I'm not going to rehash all of the details of the varied sex life of myself and/or Mrs. Hela.

Suffice to say, when she realized some years ago that she is bi, her morg upbringing made it a problem.

A few years after "discovering" her true orientation, Mrs. Hela started feeling guilty, and tried going back to church for awhile. She even moved out for a short time, staying with friends.

Basically, a bishop had told her that she was being misled, that I was a bad influence on my own wife, and that she wasn't actually bisexual.

Mrs. Hela and I had a heart-to-heart about it. She said that she couldn't act on her feelings any more. I told her that I wasn't saying she had to. I maintained that her church was asking her not to be who she is. She replied that she didn't feel right being with women anymore. I told her that by me it was her choice and option, it was only her church that was insisting that she couldn't.

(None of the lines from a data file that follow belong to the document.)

use log::{error, info, warn};
use std::{io, io::BufRead, thread};

use anyhow::Context;
use crossbeam_channel::{unbounded, Receiver};
use log4rs::append::console::ConsoleAppender;
use log4rs::config::{Appender, Config, Root};
use log4rs::encode::pattern::PatternEncoder;
use log::LevelFilter;
use specs::{Entity, Join, WorldExt};
use vek::Vec2;

use omb_skill_exec::comp::*;
use omb_skill_exec::config::ServerSetting;
use omb_skill_exec::msg::OutcomeMsg;
use omb_skill_exec::state::State;
use omb_skill_exec::util::{Command, TickClock};
use skill_timeline::{ExecutionInput, SkillLibrary, SystemClock};

const CONFIG_PATH: &str = "game.toml";

fn init_logging(path: &str) {
    if let Err(e) = log4rs::init_file(path, Default::default()) {
        let stdout = ConsoleAppender::builder()
            .encoder(Box::new(PatternEncoder::new("{d(%H:%M:%S%.3f)} {h({l})} {t} - {m}{n}")))
            .build();
        let config = Config::builder()
            .appender(Appender::builder().build("stdout", Box::new(stdout)))
            .build(Root::builder().appender("stdout").build(LevelFilter::Info));
        match config {
            Ok(config) => {
                if let Err(e) = log4rs::init_config(config) {
                    eprintln!("無法初始化日誌: {}", e);
                }
            }
            Err(e) => eprintln!("日誌設定錯誤: {}", e),
        }
        warn!("讀取 {} 失敗 ({})，改用主控台輸出", path, e);
    }
}

fn spawn_stdin_reader() -> Receiver<String> {
    let (tx, rx) = unbounded();
    thread::spawn(move || {
        let stdin = io::stdin();
        for line in stdin.lock().lines() {
            match line {
                Ok(line) => {
                    if tx.send(line).is_err() {
                        break;
                    }
                }
                Err(e) => {
                    error!("讀取輸入失敗: {}", e);
                    break;
                }
            }
        }
    });
    rx
}

/// 找離施法點最近、還活著的怪物當指定技目標
fn nearest_monster(state: &State, point: Vec2<f32>) -> Option<Entity> {
    let ecs = state.ecs();
    let entities = ecs.entities();
    let units = ecs.read_storage::<CombatUnit>();
    let positions = ecs.read_storage::<Pos>();
    (&entities, &units, &positions)
        .join()
        .filter(|(_, u, _)| u.faction == Faction::Monster && u.is_alive())
        .min_by(|a, b| {
            let da = a.2 .0.distance_squared(point);
            let db = b.2 .0.distance_squared(point);
            da.partial_cmp(&db).unwrap_or(std::cmp::Ordering::Equal)
        })
        .map(|(e, _, _)| e)
}

fn handle_command(state: &mut State, caster: Entity, line: &str) -> bool {
    match Command::parse(line) {
        Ok(Command::Cast { skill_id, point, direction }) => {
            let point = point.unwrap_or_else(Vec2::zero);
            let mut input = ExecutionInput::new()
                .with_point(point)
                .with_direction(direction.unwrap_or(0.0));
            if let Some(target) = nearest_monster(state, point) {
                input = input.with_target(target);
            }
            if let Err(e) = state.cast(caster, skill_id, input) {
                warn!("施放技能 {} 失敗: {}", skill_id, e);
            }
        }
        Ok(Command::Cancel) => {
            if !state.cancel(caster) {
                info!("目前沒有施放中的技能");
            }
        }
        Ok(Command::Quit) => return false,
        Err(e) => warn!("{}", e),
    }
    true
}

fn main() -> anyhow::Result<()> {
    let loaded = ServerSetting::read(CONFIG_PATH)?;
    let setting = loaded.clone().unwrap_or_default();
    init_logging(&setting.server.log_config);
    if loaded.is_none() {
        warn!("找不到設定檔 {}，使用預設值", CONFIG_PATH);
    }

    let mut library = SkillLibrary::new();
    library
        .load_from_file(&setting.server.skill_file)
        .with_context(|| format!("載入技能資料 {} 失敗", setting.server.skill_file))?;
    info!("載入 {} 個技能", library.len());

    let mut state = State::new(setting.skill.clone(), library, Box::new(SystemClock::new()));
    let caster = state.spawn_unit(CombatUnit::new("法師", Faction::Player, 500.0, 30.0), Vec2::zero(), 0.0);
    for (i, pos) in [Vec2::new(400.0, 0.0), Vec2::new(300.0, 200.0), Vec2::new(-250.0, 100.0)]
        .iter()
        .enumerate()
    {
        state.spawn_unit(CombatUnit::new(format!("木樁{}", i + 1), Faction::Monster, 200.0, 40.0), *pos, 180.0);
    }
    info!("指令: cast <skill> [x y [dir]] | cancel | quit");

    let rx = spawn_stdin_reader();
    let mut clock = TickClock::from_tps(setting.server.tps);
    loop {
        let mut running = true;
        for line in rx.try_iter() {
            running &= handle_command(&mut state, caster, &line);
        }
        if !running {
            break;
        }

        state.tick(clock.dt())?;
        for outcome in state.take_outcomes() {
            println!("{}", OutcomeMsg::from(&outcome).to_json());
        }

        // Wait for the next tick.
        clock.tick();
    }

    info!("結束，共執行 {} 個 tick", state.tick_count());
    Ok(())
}
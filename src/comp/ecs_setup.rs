use skill_timeline::{SkillExecution, SkillLibrary};
use specs::{World, WorldExt};

use crate::comp::*;
use crate::config::SkillSetting;

pub struct EcsSetup;

impl EcsSetup {
    pub fn setup_ecs_world(library: SkillLibrary, setting: SkillSetting) -> World {
        let mut ecs = World::new();

        // Register all components.
        ecs.register::<Pos>();
        ecs.register::<Facing>();
        ecs.register::<CombatUnit>();
        ecs.register::<Animator>();
        ecs.register::<SkillExecution>();
        ecs.register::<SkillVisual>();
        ecs.register::<TargetFlyProjectile>();
        ecs.register::<ForwardProjectile>();
        ecs.register::<SpawnedCollider>();
        ecs.register::<TriggerVolume>();

        // Register unsynced resources used by the ECS.
        ecs.insert(DeltaTime(0.0));
        ecs.insert(NowMs(0));
        ecs.insert(Tick(0));
        ecs.insert(Vec::<Outcome>::new());
        ecs.insert(Vec::<AbilityHit>::new());
        ecs.insert(Vec::<TriggerEnter>::new());
        ecs.insert(library);
        ecs.insert(setting);
        ecs
    }
}
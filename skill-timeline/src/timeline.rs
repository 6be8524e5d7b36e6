/// 事件時間軸
///
/// 技能執行開始時從編輯好的資料一次建好，之後每個 tick 由 `advance`
/// 回答「現在有哪些事件到期」

use crate::config::AuthoredTimeline;
use crate::event::{AnimationSegment, SpawnEvent};
use crate::types::ClipId;

/// 單次推進的結果
#[derive(Debug, Clone, Default)]
pub struct TimelineAdvance {
    pub due_spawns: Vec<SpawnEvent>,
    pub due_animation_starts: Vec<AnimationSegment>,
    pub newly_ended: Vec<AnimationSegment>,
    /// 執行體以此判斷結束，尚未觸發的生成事件不會延長執行
    pub all_animations_complete: bool,
    pub all_spawns_fired: bool,
}

#[derive(Debug, Clone, Default)]
pub struct Timeline {
    animations: Vec<AnimationSegment>,
    spawns: Vec<SpawnEvent>,
    assets: Vec<String>,
    duration: f32,
    authored: bool,
}

impl Timeline {
    /// 沒有編輯資料的技能：空時間軸，第一次更新就結束
    pub fn empty() -> Self {
        Self::default()
    }

    /// 從編輯資料建立時間軸，沒有指定動畫的片段會被略過
    pub fn load(authored: &AuthoredTimeline) -> Self {
        let animations: Vec<AnimationSegment> = authored
            .clips
            .iter()
            .filter_map(|c| {
                let clip = c.clip.as_ref()?;
                Some(AnimationSegment::new(ClipId::new(clip.clone()), c.start, c.duration))
            })
            .collect();

        let mut spawns: Vec<SpawnEvent> = authored
            .markers
            .iter()
            .map(|m| SpawnEvent::new(m.time, m.kind.clone()))
            .collect();
        // 同時間的標記保持編輯順序
        spawns.sort_by(|a, b| a.time.total_cmp(&b.time));

        let latest = animations
            .iter()
            .map(|a| a.end_time)
            .chain(spawns.iter().map(|s| s.time))
            .fold(0.0_f32, f32::max);
        let duration = authored.duration.unwrap_or(latest).max(0.0);

        Self {
            animations,
            spawns,
            assets: authored.assets.clone(),
            duration,
            authored: true,
        }
    }

    pub fn from_parts(animations: Vec<AnimationSegment>, spawns: Vec<SpawnEvent>, assets: Vec<String>) -> Self {
        let duration = animations
            .iter()
            .map(|a| a.end_time)
            .chain(spawns.iter().map(|s| s.time))
            .fold(0.0_f32, f32::max);
        Self {
            animations,
            spawns,
            assets,
            duration,
            authored: true,
        }
    }

    /// 推進到 elapsed 秒，回傳到期事件；比較一律用 >=，跳幀也不會漏
    pub fn advance(&mut self, elapsed: f32) -> TimelineAdvance {
        let mut result = TimelineAdvance::default();

        for spawn in self.spawns.iter_mut() {
            if spawn.try_fire(elapsed) {
                result.due_spawns.push(spawn.clone());
            }
        }

        for seg in self.animations.iter_mut() {
            if seg.try_start(elapsed) {
                result.due_animation_starts.push(seg.clone());
            }
            if seg.try_end(elapsed) {
                result.newly_ended.push(seg.clone());
            }
        }

        result.all_animations_complete = self.animations.iter().all(AnimationSegment::is_complete);
        result.all_spawns_fired = self.spawns.iter().all(SpawnEvent::has_started);
        result
    }

    pub fn reset(&mut self) {
        self.animations.iter_mut().for_each(AnimationSegment::reset);
        self.spawns.iter_mut().for_each(SpawnEvent::reset);
    }

    pub fn animations(&self) -> &[AnimationSegment] {
        &self.animations
    }

    pub fn spawns(&self) -> &[SpawnEvent] {
        &self.spawns
    }

    /// 視覺資源存活時間（秒）
    pub fn duration(&self) -> f32 {
        self.duration
    }

    pub fn is_authored(&self) -> bool {
        self.authored
    }

    pub fn is_empty(&self) -> bool {
        self.animations.is_empty() && self.spawns.is_empty()
    }

    pub fn has_asset(&self, name: &str) -> bool {
        self.assets.iter().any(|a| a == name)
    }
}
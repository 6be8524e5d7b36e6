use skill_timeline::{AbilityEffect, SkillLibrary};
use specs::{
    shred::{self, ResourceId, World}, Entities, ReadExpect, ReadStorage, System, SystemData, Write,
    WriteStorage,
};

use crate::comp::*;
use super::TickSystem;

#[derive(SystemData)]
pub struct EffectRead<'a> {
    entities: Entities<'a>,
    library: ReadExpect<'a, SkillLibrary>,
    positions: ReadStorage<'a, Pos>,
}

#[derive(SystemData)]
pub struct EffectWrite<'a> {
    units: WriteStorage<'a, CombatUnit>,
    hits: Write<'a, Vec<AbilityHit>>,
    outcomes: Write<'a, Vec<Outcome>>,
}

/// 把子任務的命中換成技能效果
#[derive(Default)]
pub struct Sys;

impl TickSystem for Sys {
    const NAME: &'static str = "effect";
}

impl<'a> System<'a> for Sys {
    type SystemData = (
        EffectRead<'a>,
        EffectWrite<'a>,
    );

    fn run(&mut self, (tr, mut tw): Self::SystemData) {
        let EffectWrite { ref mut units, ref mut hits, ref mut outcomes } = tw;

        for hit in hits.drain(..) {
            if !tr.entities.is_alive(hit.target) {
                continue;
            }
            let unit = match units.get_mut(hit.target) {
                Some(u) if u.is_alive() => u,
                _ => continue,
            };

            for effect in tr.library.effects(hit.skill_id) {
                match *effect {
                    AbilityEffect::Damage { amount, damage_type } => {
                        let dealt = unit.take_damage(amount);
                        log::debug!(
                            "技能 {} 對 {} 造成 {:.1} {:?} 傷害",
                            hit.skill_id, unit.name, dealt, damage_type
                        );
                        outcomes.push(Outcome::Damage {
                            skill_id: hit.skill_id,
                            source: hit.source,
                            target: hit.target,
                            amount: dealt,
                        });
                        if !unit.is_alive() {
                            let pos = tr.positions.get(hit.target).map(|p| p.0).unwrap_or_default();
                            log::info!("{} 死亡", unit.name);
                            outcomes.push(Outcome::Death { pos, ent: hit.target });
                            break;
                        }
                    }
                    AbilityEffect::Heal { amount } => {
                        let healed = unit.heal(amount);
                        outcomes.push(Outcome::Heal {
                            skill_id: hit.skill_id,
                            source: hit.source,
                            target: hit.target,
                            amount: healed,
                        });
                    }
                }
            }
        }
    }
}
use skill_timeline::{ExecutionId, SkillId};
use specs::Entity as EcsEntity;
use vek::*;

/// 需要套用技能效果的命中
#[derive(Clone, Copy, Debug, PartialEq)]
pub struct AbilityHit {
    pub skill_id: SkillId,
    pub source: EcsEntity,
    pub target: EcsEntity,
}

#[derive(Clone, Debug, PartialEq)]
pub enum Outcome {
    ExecutionStarted {
        skill_id: SkillId,
        caster: EcsEntity,
        execution: ExecutionId,
    },
    ExecutionEnded {
        skill_id: SkillId,
        caster: EcsEntity,
        execution: ExecutionId,
    },
    Spawned {
        skill_id: SkillId,
        prefab: String,
        ent: EcsEntity,
    },
    SpawnFailed {
        skill_id: SkillId,
        reason: String,
    },
    SubTaskFailed {
        skill_id: SkillId,
        prefab: String,
        reason: String,
    },
    ProjectileCollided {
        skill_id: SkillId,
        pos: Vec2<f32>,
        other: EcsEntity,
    },
    Damage {
        skill_id: SkillId,
        source: EcsEntity,
        target: EcsEntity,
        amount: f32,
    },
    Heal {
        skill_id: SkillId,
        source: EcsEntity,
        target: EcsEntity,
        amount: f32,
    },
    Death {
        pos: Vec2<f32>,
        ent: EcsEntity,
    },
}

impl Outcome {
    pub fn name(&self) -> &'static str {
        match self {
            Outcome::ExecutionStarted { .. } => "execution_started",
            Outcome::ExecutionEnded { .. } => "execution_ended",
            Outcome::Spawned { .. } => "spawned",
            Outcome::SpawnFailed { .. } => "spawn_failed",
            Outcome::SubTaskFailed { .. } => "sub_task_failed",
            Outcome::ProjectileCollided { .. } => "projectile_collided",
            Outcome::Damage { .. } => "damage",
            Outcome::Heal { .. } => "heal",
            Outcome::Death { .. } => "death",
        }
    }
}
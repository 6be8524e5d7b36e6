use thiserror::Error;

use crate::types::SkillId;

/// 技能資料載入錯誤
#[derive(Debug, Error)]
pub enum LibraryError {
    #[error("無法讀取技能資料: {0}")]
    Io(#[from] std::io::Error),
    #[error("YAML 解析失敗: {0}")]
    Yaml(#[from] serde_yaml::Error),
    #[error("JSON 解析失敗: {0}")]
    Json(#[from] serde_json::Error),
    #[error("不支援的檔案格式: {0}")]
    UnsupportedFormat(String),
}

/// 生成物派發錯誤，只影響單一生成事件
#[derive(Debug, Clone, PartialEq, Error)]
pub enum SpawnError {
    #[error("技能 {skill_id} 的視覺資源中找不到 '{name}'")]
    MissingAsset { skill_id: SkillId, name: String },
    #[error("技能 {skill_id} 沒有指定目標單位")]
    MissingTarget { skill_id: SkillId },
}

#[derive(Debug, Clone, PartialEq, Error)]
pub enum ExecutionError {
    #[error("技能執行體 {0} 不在待命狀態")]
    NotInactive(String),
}
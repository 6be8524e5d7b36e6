pub mod command;
pub mod tick_clock;

pub use self::command::Command;
pub use self::tick_clock::TickClock;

That made the stark difference for her. I never gave my wife the either-or ultimatum. In fact, I demonstrated to her that I was comfortable with whatever she chose or wanted to believe, as long as her choice made it possible for me to have my own beliefs. She quickly discovered that going back to mormonism restricted us both. And while Mrs. Hela doesn't HAVE to express her bisexuality with women, I will never ask her to *supress* an essential part of her own soul, as the mormon church did.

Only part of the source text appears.